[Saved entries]
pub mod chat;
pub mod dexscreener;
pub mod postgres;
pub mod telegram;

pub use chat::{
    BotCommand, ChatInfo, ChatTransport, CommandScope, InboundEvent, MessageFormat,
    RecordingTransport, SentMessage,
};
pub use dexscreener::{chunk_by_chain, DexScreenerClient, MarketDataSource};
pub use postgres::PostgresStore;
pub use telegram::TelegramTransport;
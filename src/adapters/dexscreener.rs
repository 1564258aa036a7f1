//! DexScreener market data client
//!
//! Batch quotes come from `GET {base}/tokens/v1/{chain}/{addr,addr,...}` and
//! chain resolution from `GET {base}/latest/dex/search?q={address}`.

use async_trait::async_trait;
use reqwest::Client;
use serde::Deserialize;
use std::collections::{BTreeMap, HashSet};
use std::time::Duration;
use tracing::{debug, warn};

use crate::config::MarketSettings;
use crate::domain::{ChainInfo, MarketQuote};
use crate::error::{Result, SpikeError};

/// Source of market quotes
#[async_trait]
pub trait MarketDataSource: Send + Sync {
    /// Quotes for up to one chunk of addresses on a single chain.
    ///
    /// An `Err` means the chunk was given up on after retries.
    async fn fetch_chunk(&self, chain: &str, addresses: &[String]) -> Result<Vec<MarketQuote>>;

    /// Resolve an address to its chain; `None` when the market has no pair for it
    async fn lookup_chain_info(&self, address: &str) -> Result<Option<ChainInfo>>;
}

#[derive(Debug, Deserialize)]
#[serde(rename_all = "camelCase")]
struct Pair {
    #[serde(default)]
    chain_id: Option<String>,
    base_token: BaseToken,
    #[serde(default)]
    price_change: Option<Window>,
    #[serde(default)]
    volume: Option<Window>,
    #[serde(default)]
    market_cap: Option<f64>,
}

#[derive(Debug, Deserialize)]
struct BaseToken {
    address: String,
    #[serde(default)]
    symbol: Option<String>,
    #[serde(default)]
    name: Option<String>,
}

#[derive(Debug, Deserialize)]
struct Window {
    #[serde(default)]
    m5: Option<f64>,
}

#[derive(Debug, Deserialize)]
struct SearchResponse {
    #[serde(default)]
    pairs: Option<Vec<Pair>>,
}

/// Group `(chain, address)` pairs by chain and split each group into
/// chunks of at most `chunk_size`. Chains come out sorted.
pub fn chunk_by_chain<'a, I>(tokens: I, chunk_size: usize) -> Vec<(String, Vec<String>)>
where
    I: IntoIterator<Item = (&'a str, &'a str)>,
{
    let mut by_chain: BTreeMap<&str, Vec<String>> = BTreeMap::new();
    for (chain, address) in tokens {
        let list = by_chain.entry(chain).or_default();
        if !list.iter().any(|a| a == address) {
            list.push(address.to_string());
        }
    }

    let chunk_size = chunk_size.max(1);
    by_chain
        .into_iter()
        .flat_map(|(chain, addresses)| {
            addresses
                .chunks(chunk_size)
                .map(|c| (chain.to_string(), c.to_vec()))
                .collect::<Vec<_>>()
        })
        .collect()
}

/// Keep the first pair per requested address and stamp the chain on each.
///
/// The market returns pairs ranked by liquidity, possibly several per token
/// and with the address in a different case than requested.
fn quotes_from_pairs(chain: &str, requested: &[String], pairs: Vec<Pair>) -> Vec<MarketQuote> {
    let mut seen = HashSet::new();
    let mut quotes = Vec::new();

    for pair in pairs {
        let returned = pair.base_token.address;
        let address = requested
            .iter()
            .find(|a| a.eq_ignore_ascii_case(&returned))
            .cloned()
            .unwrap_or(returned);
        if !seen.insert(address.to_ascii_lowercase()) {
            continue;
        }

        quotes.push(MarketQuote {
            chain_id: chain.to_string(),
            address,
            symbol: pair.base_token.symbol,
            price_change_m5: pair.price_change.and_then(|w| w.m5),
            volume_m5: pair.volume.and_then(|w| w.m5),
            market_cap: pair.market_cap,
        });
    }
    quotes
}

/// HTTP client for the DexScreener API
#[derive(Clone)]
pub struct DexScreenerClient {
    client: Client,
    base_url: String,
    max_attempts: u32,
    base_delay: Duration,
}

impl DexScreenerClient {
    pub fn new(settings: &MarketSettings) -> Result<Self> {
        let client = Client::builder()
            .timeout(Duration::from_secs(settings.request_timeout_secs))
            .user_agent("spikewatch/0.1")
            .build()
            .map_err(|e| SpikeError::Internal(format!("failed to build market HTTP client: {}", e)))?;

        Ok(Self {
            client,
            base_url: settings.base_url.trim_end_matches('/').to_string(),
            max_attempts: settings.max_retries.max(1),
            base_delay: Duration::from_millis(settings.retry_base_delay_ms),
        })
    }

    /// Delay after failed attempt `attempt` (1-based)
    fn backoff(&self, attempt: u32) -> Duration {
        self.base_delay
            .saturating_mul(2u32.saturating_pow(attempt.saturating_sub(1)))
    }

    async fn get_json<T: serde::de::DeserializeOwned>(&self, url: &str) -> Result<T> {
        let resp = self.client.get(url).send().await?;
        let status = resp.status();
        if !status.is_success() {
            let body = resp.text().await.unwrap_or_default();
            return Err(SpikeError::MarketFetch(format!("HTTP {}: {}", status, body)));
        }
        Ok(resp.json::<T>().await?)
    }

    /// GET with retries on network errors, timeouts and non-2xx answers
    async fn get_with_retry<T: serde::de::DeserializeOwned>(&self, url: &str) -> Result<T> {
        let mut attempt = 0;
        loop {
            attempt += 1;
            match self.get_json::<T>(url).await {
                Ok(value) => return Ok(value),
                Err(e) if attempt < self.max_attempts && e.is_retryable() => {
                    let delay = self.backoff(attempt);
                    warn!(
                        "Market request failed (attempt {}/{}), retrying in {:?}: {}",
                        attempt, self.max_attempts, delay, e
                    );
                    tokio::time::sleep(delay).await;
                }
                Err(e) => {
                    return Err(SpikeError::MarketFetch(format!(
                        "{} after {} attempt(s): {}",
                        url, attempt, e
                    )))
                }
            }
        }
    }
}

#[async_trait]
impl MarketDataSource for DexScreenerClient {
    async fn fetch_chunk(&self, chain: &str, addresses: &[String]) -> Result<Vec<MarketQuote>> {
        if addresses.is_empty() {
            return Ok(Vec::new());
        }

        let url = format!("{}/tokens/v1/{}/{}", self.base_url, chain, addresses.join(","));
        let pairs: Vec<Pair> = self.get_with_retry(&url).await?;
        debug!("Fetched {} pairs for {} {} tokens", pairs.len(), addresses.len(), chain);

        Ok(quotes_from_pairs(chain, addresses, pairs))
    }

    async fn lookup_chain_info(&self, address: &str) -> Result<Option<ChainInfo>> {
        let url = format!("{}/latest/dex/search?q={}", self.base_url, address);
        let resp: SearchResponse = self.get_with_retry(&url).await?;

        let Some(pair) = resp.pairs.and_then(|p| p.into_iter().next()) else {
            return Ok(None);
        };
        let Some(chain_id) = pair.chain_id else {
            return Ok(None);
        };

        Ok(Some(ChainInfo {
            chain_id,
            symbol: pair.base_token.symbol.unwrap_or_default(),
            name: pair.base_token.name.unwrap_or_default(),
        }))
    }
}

- Aim of the exercise -
Give back exactly the lines above, from the line containing "case than requested." through the line containing "let resp = self.client.get(url).send().await?;", with both end lines and nothing more.

- Reply to the task -
/// and with the address in a different case than requested.
fn quotes_from_pairs(chain: &str, requested: &[String], pairs: Vec<Pair>) -> Vec<MarketQuote> {
    let mut seen = HashSet::new();
    let mut quotes = Vec::new();

    for pair in pairs {
        let returned = pair.base_token.address;
        let address = requested
            .iter()
            .find(|a| a.eq_ignore_ascii_case(&returned))
            .cloned()
            .unwrap_or(returned);
        if !seen.insert(address.to_ascii_lowercase()) {
            continue;
        }

        quotes.push(MarketQuote {
            chain_id: chain.to_string(),
            address,
            symbol: pair.base_token.symbol,
            price_change_m5: pair.price_change.and_then(|w| w.m5),
            volume_m5: pair.volume.and_then(|w| w.m5),
            market_cap: pair.market_cap,
        });
    }
    quotes
}

/// HTTP client for the DexScreener API
#[derive(Clone)]
pub struct DexScreenerClient {
    client: Client,
    base_url: String,
    max_attempts: u32,
    base_delay: Duration,
}

impl DexScreenerClient {
    pub fn new(settings: &MarketSettings) -> Result<Self> {
        let client = Client::builder()
            .timeout(Duration::from_secs(settings.request_timeout_secs))
            .user_agent("spikewatch/0.1")
            .build()
            .map_err(|e| SpikeError::Internal(format!("failed to build market HTTP client: {}", e)))?;

        Ok(Self {
            client,
            base_url: settings.base_url.trim_end_matches('/').to_string(),
            max_attempts: settings.max_retries.max(1),
            base_delay: Duration::from_millis(settings.retry_base_delay_ms),
        })
    }

    /// Delay after failed attempt `attempt` (1-based)
    fn backoff(&self, attempt: u32) -> Duration {
        self.base_delay
            .saturating_mul(2u32.saturating_pow(attempt.saturating_sub(1)))
    }

    async fn get_json<T: serde::de::DeserializeOwned>(&self, url: &str) -> Result<T> {
        let resp = self.client.get(url).send().await?;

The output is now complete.